The mechanism of rebirth and karma has nothing to do with something "like a spirit or a essence or anything" moving from life to life. Look at a wave in the ocean. It only appears that something is moving through the water. But a boat or a duck on the surface merely goes up and down as the wave passes by, the wave does not move the boat or duck horizontally because the water is not moving horizontally, even though it appears that something is moving horizontally. That is like karma. Each life is like an up and down motion, but over lifetimes there is a horizontal appearance of movement without any "thing" or "essence" actually moving from life to life. The wave is the appearance of an essence moving from life to life, but it is only the dynamics that are "transferred" not a "thing."

The wave dynamics appear in life to life because it is the ocean that is appearing in life to life, the wave dynamics are only an appearance of identity and are not separate from the ocean. There is no identity actually "moving," and no identity existing individually or separate from the ocean. This is why the Diamond Cutter Sutra says though there is the appearance of a living being, and the Bodhisattvas liberate countless living beings, in reality, no living being is liberated.

This is the simplest that I can make it.

People do have past life memories, and that does not mean that consciousness as a thing is transferred, only that the memory arises and falls in the continuum of time and space through the associations of identity. Many people are fooled into thinking because they have a memory of a past life that they "were" that person in the past life. It is not that simple.
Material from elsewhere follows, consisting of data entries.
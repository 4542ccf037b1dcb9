//! Staged changeset snapshot.
//!
//! A [`Changeset`] is captured once per run from version control and handed
//! to every checker by shared reference. Nothing mutates it after capture.

use serde::{Deserialize, Serialize};
use sha2::{Digest, Sha256};

/// Staging status of one path.
#[derive(Debug, Clone, Copy, PartialEq, Eq, Hash, Serialize, Deserialize)]
#[serde(rename_all = "snake_case")]
pub enum FileStatus {
    Added,
    Modified,
    Deleted,
    Renamed,
}

impl FileStatus {
    /// Map a `git diff --name-status` code (`A`, `M`, `D`, `R100`, ...).
    pub fn from_git_code(code: &str) -> Option<Self> {
        match code.chars().next()? {
            'A' | 'C' => Some(Self::Added),
            'M' | 'T' => Some(Self::Modified),
            'D' => Some(Self::Deleted),
            'R' => Some(Self::Renamed),
            _ => None,
        }
    }

    pub fn as_str(&self) -> &'static str {
        match self {
            Self::Added => "added",
            Self::Modified => "modified",
            Self::Deleted => "deleted",
            Self::Renamed => "renamed",
        }
    }
}

/// Coarse classification used by checkers that treat file kinds differently.
#[derive(Debug, Clone, Copy, PartialEq, Eq, Hash, Serialize, Deserialize)]
#[serde(rename_all = "snake_case")]
pub enum FileClass {
    Test,
    Doc,
    Source,
    Config,
    Other,
}

const DOC_EXTENSIONS: &[&str] = &["md", "mdx", "rst", "txt", "adoc"];
const SOURCE_EXTENSIONS: &[&str] = &[
    "ts", "tsx", "js", "jsx", "mjs", "cjs", "py", "rs", "go", "java", "kt", "swift", "dart", "rb",
    "php", "c", "h", "cpp", "hpp", "cs", "sh", "bash", "sql",
];
const CONFIG_EXTENSIONS: &[&str] = &["json", "yaml", "yml", "toml", "ini", "cfg", "conf", "xml"];

/// Whether a file name matches the test-file pattern (`*.test.*` / `*.spec.*`).
pub fn is_test_file(path: &str) -> bool {
    let name = file_name(path);
    name.contains(".test.") || name.contains(".spec.")
}

/// Classify a repository-relative path.
pub fn classify_path(path: &str) -> FileClass {
    if is_test_file(path) {
        return FileClass::Test;
    }
    let name = file_name(path);
    if name.starts_with(".env") {
        return FileClass::Config;
    }
    match extension(path) {
        Some(ext) if DOC_EXTENSIONS.contains(&ext) => FileClass::Doc,
        Some(ext) if SOURCE_EXTENSIONS.contains(&ext) => FileClass::Source,
        Some(ext) if CONFIG_EXTENSIONS.contains(&ext) => FileClass::Config,
        _ => FileClass::Other,
    }
}

pub(crate) fn file_name(path: &str) -> &str {
    path.rsplit('/').next().unwrap_or(path)
}

pub(crate) fn extension(path: &str) -> Option<&str> {
    let name = file_name(path);
    let (stem, ext) = name.rsplit_once('.')?;
    if stem.is_empty() {
        return None;
    }
    Some(ext)
}

pub(crate) fn parent_dir(path: &str) -> &str {
    path.rsplit_once('/').map(|(dir, _)| dir).unwrap_or("")
}

/// A line introduced by the staged diff, with its 1-based line number in the
/// staged version of the file.
#[derive(Debug, Clone, PartialEq, Eq, Serialize, Deserialize)]
pub struct AddedLine {
    pub line: u32,
    pub text: String,
}

/// One staged path.
#[derive(Debug, Clone, PartialEq, Eq, Serialize, Deserialize)]
pub struct StagedFile {
    /// Repository-relative path with `/` separators.
    pub path: String,
    pub status: FileStatus,
    /// Staged blob content; `None` when deleted or not valid UTF-8.
    pub content: Option<String>,
    /// Lines added by the staged diff.
    pub added_lines: Vec<AddedLine>,
}

impl StagedFile {
    /// A newly added file: every line counts as added.
    pub fn added(path: impl Into<String>, content: impl Into<String>) -> Self {
        let content = content.into();
        let added_lines = content
            .lines()
            .enumerate()
            .map(|(i, text)| AddedLine {
                line: i as u32 + 1,
                text: text.to_string(),
            })
            .collect();
        Self {
            path: path.into(),
            status: FileStatus::Added,
            content: Some(content),
            added_lines,
        }
    }

    /// A modified file with the lines its diff introduced.
    pub fn modified(
        path: impl Into<String>,
        content: impl Into<String>,
        added_lines: Vec<AddedLine>,
    ) -> Self {
        Self {
            path: path.into(),
            status: FileStatus::Modified,
            content: Some(content.into()),
            added_lines,
        }
    }

    pub fn deleted(path: impl Into<String>) -> Self {
        Self {
            path: path.into(),
            status: FileStatus::Deleted,
            content: None,
            added_lines: Vec::new(),
        }
    }

    pub fn is_deleted(&self) -> bool {
        self.status == FileStatus::Deleted
    }

    pub fn file_name(&self) -> &str {
        file_name(&self.path)
    }

    pub fn extension(&self) -> Option<&str> {
        extension(&self.path)
    }

    pub fn dir(&self) -> &str {
        parent_dir(&self.path)
    }

    pub fn class(&self) -> FileClass {
        classify_path(&self.path)
    }

    /// Number of lines in the staged content.
    pub fn line_count(&self) -> Option<usize> {
        self.content.as_deref().map(|c| c.lines().count())
    }
}

/// Immutable snapshot of the staged files for one run.
#[derive(Debug, Clone, Default, PartialEq, Eq, Serialize, Deserialize)]
pub struct Changeset {
    files: Vec<StagedFile>,
}

impl Changeset {
    pub fn new(files: Vec<StagedFile>) -> Self {
        Self { files }
    }

    pub fn files(&self) -> &[StagedFile] {
        &self.files
    }

    /// Staged files that still exist after the commit.
    pub fn live_files(&self) -> impl Iterator<Item = &StagedFile> {
        self.files.iter().filter(|f| !f.is_deleted())
    }

    pub fn get(&self, path: &str) -> Option<&StagedFile> {
        self.files.iter().find(|f| f.path == path)
    }

    pub fn is_empty(&self) -> bool {
        self.files.is_empty()
    }

    pub fn len(&self) -> usize {
        self.files.len()
    }

    /// SHA-256 fingerprint over (status, path, content) in staging order.
    ///
    /// Identical staged sets always produce identical digests.
    pub fn digest(&self) -> String {
        let mut hasher = Sha256::new();
        for file in &self.files {
            hasher.update(file.status.as_str().as_bytes());
            hasher.update(b"\0");
            hasher.update(file.path.as_bytes());
            hasher.update(b"\0");
            hasher.update(file.content.as_deref().unwrap_or("").as_bytes());
            hasher.update(b"\0");
        }
        hex::encode(hasher.finalize())
    }
}

#[cfg(test)]
mod tests {
    use super::*;

    #[test]
    fn test_status_from_git_codes() {
        assert_eq!(FileStatus::from_git_code("A"), Some(FileStatus::Added));
        assert_eq!(FileStatus::from_git_code("M"), Some(FileStatus::Modified));
        assert_eq!(FileStatus::from_git_code("D"), Some(FileStatus::Deleted));
        assert_eq!(FileStatus::from_git_code("R087"), Some(FileStatus::Renamed));
        assert_eq!(FileStatus::from_git_code("X"), None);
        assert_eq!(FileStatus::from_git_code(""), None);
    }

    #[test]
    fn test_classification() {
        assert_eq!(classify_path("src/login.test.ts"), FileClass::Test);
        assert_eq!(classify_path("src/api/order.spec.js"), FileClass::Test);
        assert_eq!(classify_path("documentation/guide.md"), FileClass::Doc);
        assert_eq!(classify_path("src/service/order.ts"), FileClass::Source);
        assert_eq!(classify_path("package.json"), FileClass::Config);
        assert_eq!(classify_path(".env.local"), FileClass::Config);
        assert_eq!(classify_path("assets/logo.png"), FileClass::Other);
        assert_eq!(classify_path("Makefile"), FileClass::Other);
    }

    #[test]
    fn test_dotfile_has_no_extension() {
        assert_eq!(extension(".gitignore"), None);
        assert_eq!(extension("a/b/c.tsx"), Some("tsx"));
        assert_eq!(parent_dir("a/b/c.tsx"), "a/b");
        assert_eq!(parent_dir("c.tsx"), "");
    }

    #[test]
    fn test_added_file_marks_every_line() {
        let file = StagedFile::added("a.ts", "one\ntwo\nthree\n");
        assert_eq!(file.added_lines.len(), 3);
        assert_eq!(file.added_lines[2].line, 3);
        assert_eq!(file.line_count(), Some(3));
    }

    #[test]
    fn test_digest_is_stable_and_content_sensitive() {
        let a = Changeset::new(vec![StagedFile::added("a.ts", "x")]);
        let b = Changeset::new(vec![StagedFile::added("a.ts", "x")]);
        let c = Changeset::new(vec![StagedFile::added("a.ts", "y")]);
        assert_eq!(a.digest(), b.digest());
        assert_ne!(a.digest(), c.digest());
        assert_eq!(a.digest().len(), 64);
    }

    #[test]
    fn test_live_files_skip_deletions() {
        let cs = Changeset::new(vec![
            StagedFile::added("a.ts", "x"),
            StagedFile::deleted("b.ts"),
        ]);
        let live: Vec<_> = cs.live_files().map(|f| f.path.as_str()).collect();
        assert_eq!(live, vec!["a.ts"]);
    }
}
//! Enforcement engine: one run per hook invocation.
//!
//! A run moves through
//! `Idle → Dispatching → Checking[i] → Aggregating → Pass | Blocked`.
//! A bypass token in the commit message short-circuits from `Idle` straight
//! to `Pass` without dispatching any checker.
//!
//! Everything checkers read is captured up front (branch, staged changeset,
//! workflow state, granted capabilities) so the checking phase is a pure
//! function of that snapshot. Running twice against the same snapshot yields
//! the same verdict.

use std::collections::BTreeSet;
use std::sync::Arc;
use std::time::Instant;

use chrono::Utc;
use flowforge_state::{
    AuditLog, BypassRecord, FsAuditLog, FsStateStore, FsTokenStore, StateStore, TokenStore,
};
use tracing::{debug, warn, Instrument};

use crate::aggregate::{AggregationPolicy, Aggregator};
use crate::authorization::CapabilityTable;
use crate::bypass::{detect_bypass, summary_line};
use crate::checkers::{CheckInput, CheckerRegistry};
use crate::config::EngineConfig;
use crate::dispatch::checkers_for;
use crate::domain::{BypassNotice, Changeset, EnforcementContext, RepoState, Result, Verdict};
use crate::obs;
use crate::scm::{load_changeset, GitClient, SourceControlClient};
use crate::workspace::{FsWorkspace, Workspace};

/// Phase of a run, logged on every transition.
#[derive(Debug, Clone, Copy, PartialEq, Eq)]
pub enum EnginePhase {
    Idle,
    Dispatching,
    Checking(usize),
    Aggregating,
    Pass,
    Blocked,
}

impl std::fmt::Display for EnginePhase {
    fn fmt(&self, f: &mut std::fmt::Formatter<'_>) -> std::fmt::Result {
        match self {
            Self::Idle => f.write_str("idle"),
            Self::Dispatching => f.write_str("dispatching"),
            Self::Checking(i) => write!(f, "checking[{i}]"),
            Self::Aggregating => f.write_str("aggregating"),
            Self::Pass => f.write_str("pass"),
            Self::Blocked => f.write_str("blocked"),
        }
    }
}

/// One enforcement request.
#[derive(Debug, Clone, Default, PartialEq, Eq)]
pub struct RunRequest {
    pub context: EnforcementContext,
    /// Commit message text, when invoked from a commit-msg hook.
    pub commit_message: Option<String>,
}

impl RunRequest {
    pub fn new(context: EnforcementContext) -> Self {
        Self {
            context,
            commit_message: None,
        }
    }

    pub fn with_message(mut self, message: impl Into<String>) -> Self {
        self.commit_message = Some(message.into());
        self
    }
}

/// Everything a checking phase reads.
struct Snapshot {
    branch: Option<String>,
    changeset: Changeset,
    state: RepoState,
}

pub struct Engine {
    scm: Arc<dyn SourceControlClient>,
    state: Arc<dyn StateStore>,
    tokens: Arc<dyn TokenStore>,
    audit: Arc<dyn AuditLog>,
    workspace: Arc<dyn Workspace>,
    registry: CheckerRegistry,
    policy: AggregationPolicy,
    session_id: Option<String>,
}

impl Engine {
    /// Engine with the standard checkers and collect-all aggregation.
    pub fn new(
        scm: Arc<dyn SourceControlClient>,
        state: Arc<dyn StateStore>,
        tokens: Arc<dyn TokenStore>,
        audit: Arc<dyn AuditLog>,
        workspace: Arc<dyn Workspace>,
    ) -> Self {
        Self {
            scm,
            state,
            tokens,
            audit,
            workspace,
            registry: CheckerRegistry::standard(CapabilityTable::standard()),
            policy: AggregationPolicy::default(),
            session_id: None,
        }
    }

    /// Git, filesystem state and working tree rooted at `config.repo_root`.
    pub fn from_config(config: &EngineConfig) -> Self {
        let engine = Self::new(
            Arc::new(GitClient::new(&config.repo_root, config.git_timeout)),
            Arc::new(FsStateStore::new(&config.state_dir)),
            Arc::new(FsTokenStore::new(&config.state_dir)),
            Arc::new(FsAuditLog::new(&config.state_dir)),
            Arc::new(FsWorkspace::new(&config.repo_root)),
        )
        .with_policy(config.policy);
        match &config.session_id {
            Some(id) => engine.with_session_id(id.clone()),
            None => engine,
        }
    }

    pub fn with_registry(mut self, registry: CheckerRegistry) -> Self {
        self.registry = registry;
        self
    }

    pub fn with_policy(mut self, policy: AggregationPolicy) -> Self {
        self.policy = policy;
        self
    }

    pub fn with_session_id(mut self, session_id: impl Into<String>) -> Self {
        self.session_id = Some(session_id.into());
        self
    }

    pub fn policy(&self) -> AggregationPolicy {
        self.policy
    }

    /// Execute one run.
    ///
    /// Policy violations are part of the returned [`Verdict`]; `Err` means
    /// the run itself could not complete (e.g. git failed or timed out).
    pub async fn run(&self, request: &RunRequest) -> Result<Verdict> {
        let run_id = uuid::Uuid::new_v4().to_string();
        let span = obs::run_span(&run_id, request.context.as_str());
        self.run_instrumented(&run_id, request).instrument(span).await
    }

    async fn run_instrumented(&self, run_id: &str, request: &RunRequest) -> Result<Verdict> {
        let context = request.context;
        let started = Instant::now();
        obs::emit_phase(run_id, &EnginePhase::Idle.to_string());

        if let Some(message) = request.commit_message.as_deref() {
            if let Some(token) = detect_bypass(message) {
                let verdict = self.bypass(run_id, context, token, message).await;
                obs::emit_phase(run_id, &EnginePhase::Pass.to_string());
                return Ok(verdict);
            }
        }

        obs::emit_phase(run_id, &EnginePhase::Dispatching.to_string());
        let kinds = checkers_for(context);
        let snapshot = self.snapshot().await?;
        obs::emit_run_started(run_id, context.as_str(), snapshot.changeset.len());

        let input = CheckInput {
            changeset: &snapshot.changeset,
            commit_message: request.commit_message.as_deref(),
            branch: snapshot.branch.as_deref(),
            workspace: self.workspace.as_ref(),
            state: &snapshot.state,
        };

        let mut aggregator = Aggregator::new(context, self.policy, kinds.len());
        for (i, kind) in kinds.into_iter().enumerate() {
            let Some(checker) = self.registry.get(kind) else {
                debug!(event = "checker.unregistered", checker = %kind);
                continue;
            };
            obs::emit_phase(run_id, &EnginePhase::Checking(i).to_string());
            let result = checker.check(&input);
            obs::emit_checker_finished(
                run_id,
                &result.checker,
                result.severity.as_str(),
                result.skipped,
            );
            if aggregator.push(result).is_break() {
                debug!(event = "run.halted", checker = %kind, "fail-fast stop");
                break;
            }
        }

        obs::emit_phase(run_id, &EnginePhase::Aggregating.to_string());
        let verdict = aggregator.finish();
        let terminal = if verdict.passed() {
            EnginePhase::Pass
        } else {
            EnginePhase::Blocked
        };
        obs::emit_phase(run_id, &terminal.to_string());
        obs::emit_run_finished(
            run_id,
            started.elapsed().as_millis() as u64,
            verdict.block_count,
            verdict.warn_count,
            verdict.passed(),
        );
        Ok(verdict)
    }

    async fn snapshot(&self) -> Result<Snapshot> {
        let branch = self.scm.current_branch().await?;
        let changeset = load_changeset(self.scm.as_ref()).await?;
        let session = self.state.load_session().await?;
        let tasks = self.state.load_tasks().await?;

        let granted_capabilities = match &self.session_id {
            Some(id) => self
                .tokens
                .active_for_session(id, Utc::now())
                .await?
                .into_iter()
                .map(|t| t.capability)
                .collect(),
            None => BTreeSet::new(),
        };

        Ok(Snapshot {
            branch,
            changeset,
            state: RepoState {
                session,
                tasks,
                session_id: self.session_id.clone(),
                granted_capabilities,
            },
        })
    }

    /// Record the bypass and return a passing verdict with no results.
    ///
    /// Branch and digest are best effort: a bypass still goes through when
    /// git cannot answer.
    async fn bypass(
        &self,
        run_id: &str,
        context: EnforcementContext,
        token: &str,
        message: &str,
    ) -> Verdict {
        let branch = self.scm.current_branch().await.ok().flatten();
        let digest = match load_changeset(self.scm.as_ref()).await {
            Ok(changeset) => changeset.digest(),
            Err(e) => {
                warn!(event = "bypass.digest_unavailable", error = %e);
                "unknown".to_string()
            }
        };
        obs::emit_bypass_used(run_id, token, branch.as_deref().unwrap_or("-"), &digest);

        let record = BypassRecord {
            id: uuid::Uuid::new_v4().to_string(),
            recorded_at: Utc::now(),
            token: token.to_string(),
            context: context.to_string(),
            branch,
            session_id: self.session_id.clone(),
            changeset_digest: digest,
            message_summary: summary_line(message),
        };
        let audit_id = match self.audit.append(&record).await {
            Ok(()) => Some(record.id),
            Err(e) => {
                obs::emit_audit_error(run_id, &e);
                None
            }
        };

        Verdict::bypassed(
            context,
            BypassNotice {
                token: token.to_string(),
                audit_id,
            },
        )
    }
}

#[cfg(test)]
mod tests {
    use super::*;
    use crate::domain::{FlowforgeError, StagedFile};
    use crate::scm::fakes::FakeSourceControl;
    use crate::workspace::MemoryWorkspace;
    use flowforge_state::fakes::{MemoryAuditLog, MemoryStateStore, MemoryTokenStore};

    fn engine(scm: FakeSourceControl) -> (Engine, Arc<MemoryAuditLog>) {
        let audit = Arc::new(MemoryAuditLog::new());
        let engine = Engine::new(
            Arc::new(scm),
            Arc::new(MemoryStateStore::new()),
            Arc::new(MemoryTokenStore::new()),
            audit.clone(),
            Arc::new(MemoryWorkspace::new()),
        );
        (engine, audit)
    }

    #[test]
    fn test_phase_display() {
        assert_eq!(EnginePhase::Checking(3).to_string(), "checking[3]");
        assert_eq!(EnginePhase::Blocked.to_string(), "blocked");
    }

    #[tokio::test]
    async fn test_general_context_runs_unconditional_checkers() {
        let (engine, _) = engine(FakeSourceControl::new(Some("feature/42-login"), vec![]));
        let verdict = engine
            .run(&RunRequest::new(EnforcementContext::General))
            .await
            .unwrap();
        let names: Vec<&str> = verdict.results.iter().map(|r| r.checker.as_str()).collect();
        assert_eq!(names, vec!["protected-branch", "issue-number"]);
        assert!(verdict.passed());
    }

    #[tokio::test]
    async fn test_git_failure_is_an_error() {
        let (engine, _) = engine(FakeSourceControl::failing("fatal: not a git repository"));
        let err = engine
            .run(&RunRequest::new(EnforcementContext::PreCommit))
            .await
            .unwrap_err();
        assert!(matches!(err, FlowforgeError::Git(_)));
    }

    #[tokio::test]
    async fn test_bypass_survives_git_failure() {
        let (engine, audit) = engine(FakeSourceControl::failing("fatal: bad HEAD"));
        let verdict = engine
            .run(
                &RunRequest::new(EnforcementContext::PreCommit)
                    .with_message("hotfix: payments [emergency]"),
            )
            .await
            .unwrap();
        assert!(verdict.passed());
        let records = audit.list().await.unwrap();
        assert_eq!(records.len(), 1);
        assert_eq!(records[0].changeset_digest, "unknown");
        assert_eq!(records[0].branch, None);
    }

    #[tokio::test]
    async fn test_fail_fast_policy_stops_engine() {
        let (engine, _) = engine(FakeSourceControl::new(
            Some("main"),
            vec![StagedFile::added("notes.md", "# Notes\n")],
        ));
        let engine = engine.with_policy(AggregationPolicy::FailFast);
        let verdict = engine
            .run(&RunRequest::new(EnforcementContext::PreCommit))
            .await
            .unwrap();
        assert_eq!(verdict.results.len(), 1);
        assert_eq!(verdict.results[0].checker, "protected-branch");
        assert!(verdict.halted_early);
    }
}
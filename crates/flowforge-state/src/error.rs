//! Error types for flowforge-state

use thiserror::Error;

/// Errors that can occur in the state persistence layer
#[derive(Error, Debug)]
pub enum StateError {
    /// Filesystem error
    #[error("I/O failed: {0}")]
    Io(#[from] std::io::Error),

    /// Serialization error
    #[error("Serialization failed: {0}")]
    Serialization(String),

    /// Token lookup failed
    #[error("Token not found: {0}")]
    TokenNotFound(String),

    /// A token was requested with a non-positive lifetime
    #[error("Invalid token lifetime: {0} seconds")]
    InvalidTtl(i64),

    /// Empty session or capability identifier
    #[error("Invalid identifier: {0}")]
    InvalidIdentifier(String),
}

impl From<serde_json::Error> for StateError {
    fn from(err: serde_json::Error) -> Self {
        StateError::Serialization(err.to_string())
    }
}
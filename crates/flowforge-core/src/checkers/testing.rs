//! Test coverage and test reliability rules.

use crate::domain::{FileClass, FileStatus, Finding, RuleResult, StagedFile};

use super::{CheckInput, Checker, CheckerKind, Tally, Wording};

const TESTED_EXTENSIONS: &[&str] = &["ts", "tsx", "js", "jsx", "mjs", "cjs", "py", "dart"];

/// Sibling paths that count as tests for `file`.
fn test_candidates(file: &StagedFile) -> Vec<String> {
    let dir = file.dir();
    let name = file.file_name();
    let Some((stem, ext)) = name.rsplit_once('.') else {
        return Vec::new();
    };
    let join = |leaf: String| {
        if dir.is_empty() {
            leaf
        } else {
            format!("{dir}/{leaf}")
        }
    };

    let mut candidates = vec![
        join(format!("{stem}.test.{ext}")),
        join(format!("{stem}.spec.{ext}")),
        join(format!("__tests__/{stem}.test.{ext}")),
    ];
    if ext == "py" {
        candidates.push(join(format!("test_{stem}.py")));
    }
    if ext == "dart" {
        candidates.push(join(format!("{stem}_test.dart")));
    }
    candidates
}

/// Rule 3: new source files arrive with tests.
#[derive(Debug, Clone, Copy, Default)]
pub struct TestingRequirements;

impl Checker for TestingRequirements {
    fn kind(&self) -> CheckerKind {
        CheckerKind::TestingRequirements
    }

    fn check(&self, input: &CheckInput<'_>) -> RuleResult {
        let mut tally = Tally::default();

        for file in input.changeset.files() {
            if file.status != FileStatus::Added
                || file.class() != FileClass::Source
                || !file
                    .extension()
                    .is_some_and(|ext| TESTED_EXTENSIONS.contains(&ext))
                || file.file_name().ends_with(".d.ts")
            {
                continue;
            }

            let covered = test_candidates(file).iter().any(|candidate| {
                match input.changeset.get(candidate) {
                    Some(staged) => !staged.is_deleted(),
                    None => input.workspace.is_file(candidate),
                }
            });
            if !covered {
                tally.warn(Finding::at(
                    &file.path,
                    format!("no test found for {}", file.path),
                ));
            }
        }

        tally.finish(
            self.kind(),
            Wording {
                pass: "new source files have tests",
                block: "new source files without tests",
                warn: "new source files without tests",
                fix: "Add a sibling <name>.test.<ext> (or __tests__/<name>.test.<ext>) covering the new code"
                    .to_string(),
            },
        )
    }
}

/// Rule 25: no focused tests (block) and no silently skipped tests (warn).
#[derive(Debug, Clone, Copy, Default)]
pub struct TestingReliability;

impl Checker for TestingReliability {
    fn kind(&self) -> CheckerKind {
        CheckerKind::TestingReliability
    }

    fn check(&self, input: &CheckInput<'_>) -> RuleResult {
        let mut tally = Tally::default();
        let focused = static_regex!(r"\.only\(|\bfit\(|\bfdescribe\(");
        let skipped = static_regex!(r"\.skip\(|\bxit\(|\bxdescribe\(");

        for file in input.changeset.live_files() {
            if file.class() != FileClass::Test {
                continue;
            }
            for added in &file.added_lines {
                if let Some(m) = focused.find(&added.text) {
                    tally.block(Finding::at_line(
                        &file.path,
                        added.line,
                        format!("focused test '{}' disables the rest of the suite", m.as_str()),
                    ));
                } else if let Some(m) = skipped.find(&added.text) {
                    tally.warn(Finding::at_line(
                        &file.path,
                        added.line,
                        format!("skipped test '{}'", m.as_str()),
                    ));
                }
            }
        }

        tally.finish(
            self.kind(),
            Wording {
                pass: "no focused or skipped tests",
                block: "focused tests committed",
                warn: "skipped tests committed",
                fix: "Remove .only/fit/fdescribe and re-enable or delete skipped tests".to_string(),
            },
        )
    }
}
In wave dynamics we can observe what are called interference patterns when waves cross each other. This can occur in karmic transmission of identity-waves so that several people can have similar cross-reference points. This is why certain powerful identities seem to resonate with many people who connect to past life memories. It is not always a wish fulfillment, because part of what makes a powerful identity pattern is the way that the karmic-waves have come together in focused conjunction in a wave formation that creates a big-wave identity-formation. When that identity "dies" the wave formations can divide again just as waves in water separate after they have moved through each other in the wave interference pattern.

In my experience, appreciating the wave dynamics of water and light (electromagnetic fields) are the best way to begin to understand how the dynamics of karma function.